LLMLingua icon indicating copy to clipboard operation
LLMLingua copied to clipboard

llama instead of gpt

Open jwahnn opened this issue 1 year ago • 3 comments

Just a few questions about using LLMLingua.

  1. How do I adjust the code so that I am using Llama instead of GPT?
  2. The reason I am using Llama instead of GPT is because I don't want my data to be sent to any other company's server. Using Llama, is my prompt or data being sent to some server?

jwahnn avatar Jan 23 '24 03:01 jwahnn

Hi @jwahnn,

Thank you for your support of LLMLingua. You can directly use the current code to compress prompts and input them into LLaMA. Experiments in LongLLMLingua have shown that even using open-source models like LongChat-13b as LLMs can effectively understand compressed prompts.

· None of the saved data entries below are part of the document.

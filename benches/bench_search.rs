use bencher::{Bencher, benchmark_group, benchmark_main, black_box};

use spillbuf::*;
use std::io::{BufRead, BufReader};

// deterministic stand-in for a words file: short lowercase lines
fn words(len: usize) -> Vec<u8> {
	let mut out = Vec::with_capacity(len);
	let mut state = 0x2545f4914f6cdd1du64;
	while out.len() < len {
		state = state.wrapping_mul(6364136223846793005).wrapping_add(1442695040888963407);
		let wlen = 3 + (state >> 59) as usize % 10;
		for i in 0..wlen {
			out.push(b'a' + ((state >> (i * 5)) & 0x1f) as u8 % 26);
		}
		out.push(b'\n');
	}
	out.truncate(len);
	out
}

// walk the stream delimiter to delimiter, discarding as we go
fn drain_by_search(buf: &mut IoBuffer<ReadSource<&[u8]>>, pattern: &[u8], flags: SearchFlags) {
	loop {
		match buf.search(pattern, flags).unwrap() {
			SearchOutcome::Match { at, len } => {
				black_box(buf.readable().unwrap());
				buf.mark_consumed(at + len);
			}
			SearchOutcome::Partial { at } => {
				// candidate cut short by end of data; step over it
				buf.mark_consumed(at.max(1));
			}
			SearchOutcome::NoMatch { scanned } => {
				if scanned == 0 {
					break;
				}
				buf.mark_consumed(scanned);
			}
		}
	}
}

fn engine_lines(b: &mut Bencher, cap: usize) {
	let words = words(256 * 1024);
	b.iter(|| {
		let mut buf = IoBufferBuilder::new()
			.capacity(cap)
			.endpoint(ReadSource(&words[..]))
			.create();
		drain_by_search(&mut buf, b"", SearchFlags::ANY_TERMINATOR);
	})
}
fn engine_lines_256(b: &mut Bencher) { engine_lines(b, 256) }
fn engine_lines_4k(b: &mut Bencher)  { engine_lines(b, 4096) }
fn engine_lines_64k(b: &mut Bencher) { engine_lines(b, 64*1024) }

// a pattern rare enough that most windows scan clean through
fn engine_pattern_4k(b: &mut Bencher) {
	let mut words = words(256 * 1024);
	let at = words.len() / 2;
	words[at..at + 4].copy_from_slice(b"qqzz");
	b.iter(|| {
		let mut buf = IoBufferBuilder::new()
			.capacity(4096)
			.endpoint(ReadSource(&words[..]))
			.create();
		drain_by_search(&mut buf, b"qqzz", SearchFlags::NONE);
	})
}

fn std_read_until(b: &mut Bencher, cap: usize) {
	let words = words(256 * 1024);
	b.iter(|| {
		let mut r = BufReader::with_capacity(cap, &words[..]);
		let mut line = vec![];
		while r.read_until(b'\n', &mut line).unwrap() != 0 {
			black_box(line.as_slice());
			line.clear();
		}
	})
}
fn std_read_until_256(b: &mut Bencher) { std_read_until(b, 256) }
fn std_read_until_4k(b: &mut Bencher)  { std_read_until(b, 4096) }
fn std_read_until_64k(b: &mut Bencher) { std_read_until(b, 64*1024) }

benchmark_group!(benches,
	engine_lines_256,
	engine_lines_4k,
	engine_lines_64k,
	engine_pattern_4k,
	std_read_until_256,
	std_read_until_4k,
	std_read_until_64k,
);
benchmark_main!(benches);
//! Fenced code extraction
//!
//! Runs before block parsing so that markdown syntax inside code fences is
//! never interpreted. An unterminated fence does not match and stays in the
//! surrounding plain text.

use regex::Regex;
use std::sync::OnceLock;

/// Language reported for fences without an info string
///
/// With one, the language is its first word; the rest (`title=x`) is ignored.
pub const DEFAULT_LANGUAGE: &str = "text";

/// Alternating plain text and fenced code, in source order
#[derive(Debug, Clone, PartialEq, Eq)]
pub enum Chunk {
    Plain(String),
    Code { language: String, code: String },
}

fn fence_regex() -> &'static Regex {
    static RE: OnceLock<Regex> = OnceLock::new();
    RE.get_or_init(|| {
        Regex::new(r"(?s)```([^\n`]*)\r?\n(.*?)```")
            .expect("fence pattern is valid")
    })
}

/// Split text into plain and code chunks
///
/// Without any fence the input is returned as one plain chunk, verbatim.
/// Otherwise the plain runs around fences are trimmed and blank runs dropped.
pub fn extract_fences(text: &str) -> Vec<Chunk> {
    let mut chunks = Vec::new();
    let mut cursor = 0;
    let mut found = false;

    for caps in fence_regex().captures_iter(text) {
        let Some(whole) = caps.get(0) else {
            continue;
        };
        found = true;

        push_plain(&mut chunks, &text[cursor..whole.start()]);

        let language = caps
            .get(1)
            .and_then(|m| m.as_str().split_whitespace().next())
            .unwrap_or(DEFAULT_LANGUAGE);
        let body = caps.get(2).map(|m| m.as_str()).unwrap_or_default();

        chunks.push(Chunk::Code {
            language: language.to_string(),
            code: trim_blank_lines(body).to_string(),
        });
        cursor = whole.end();
    }

    if !found {
        return vec![Chunk::Plain(text.to_string())];
    }

    push_plain(&mut chunks, &text[cursor..]);
    chunks
}

fn push_plain(chunks: &mut Vec<Chunk>, text: &str) {
    let trimmed = text.trim();
    if !trimmed.is_empty() {
        chunks.push(Chunk::Plain(trimmed.to_string()));
    }
}

/// Drop leading and trailing lines that hold only whitespace, keeping the
/// indentation of the first and last real lines intact.
fn trim_blank_lines(body: &str) -> &str {
    let mut start = 0;
    for line in body.split_inclusive('\n') {
        if !line.trim().is_empty() {
            break;
        }
        start += line.len();
    }

    let rest = &body[start..];
    let mut end = rest.len();
    for line in rest.split_inclusive('\n').rev() {
        if !line.trim().is_empty() {
            break;
        }
        end -= line.len();
    }

    rest[..end].trim_end_matches(['\n', '\r'])
}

Your concern makes sense, our compression process does not send results to any server; it is processed locally only.

iofu728 avatar Jan 23 '24 08:01 iofu728

Hi @iofu728, thanks for the input. Just a few more follow up question, though. I am slightly confused about the description provided in the main GitHub page (https://github.com/microsoft/LLMLingua#2-using-longllmlingua-for-prompt-compression). Do I just run the file that contain those lines of code? Also, your demo says "Using the LLaMA2-7B as a small language model would result in a significant performance improvement, especially at high compression ratios." Does the current version on Github use LLaMA2, then?

jwahnn avatar Jan 23 '24 08:01 jwahnn

Hi @jwahnn,

The link at https://github.com/microsoft/LLMLingua#2-using-longllmlingua-for-prompt-compression is just a quick start guide on how to use our library. For more detailed information and examples, please refer to our documentation and the examples section.

Regarding your second question, yes, you can use different models in LLMLingua by specifying the model_name parameter. The default model is "llama 2-7b".

llm_lingua = PromptCompressor(model_name="microsoft/phi-2")

iofu728 avatar Jan 24 '24 09:01 iofu728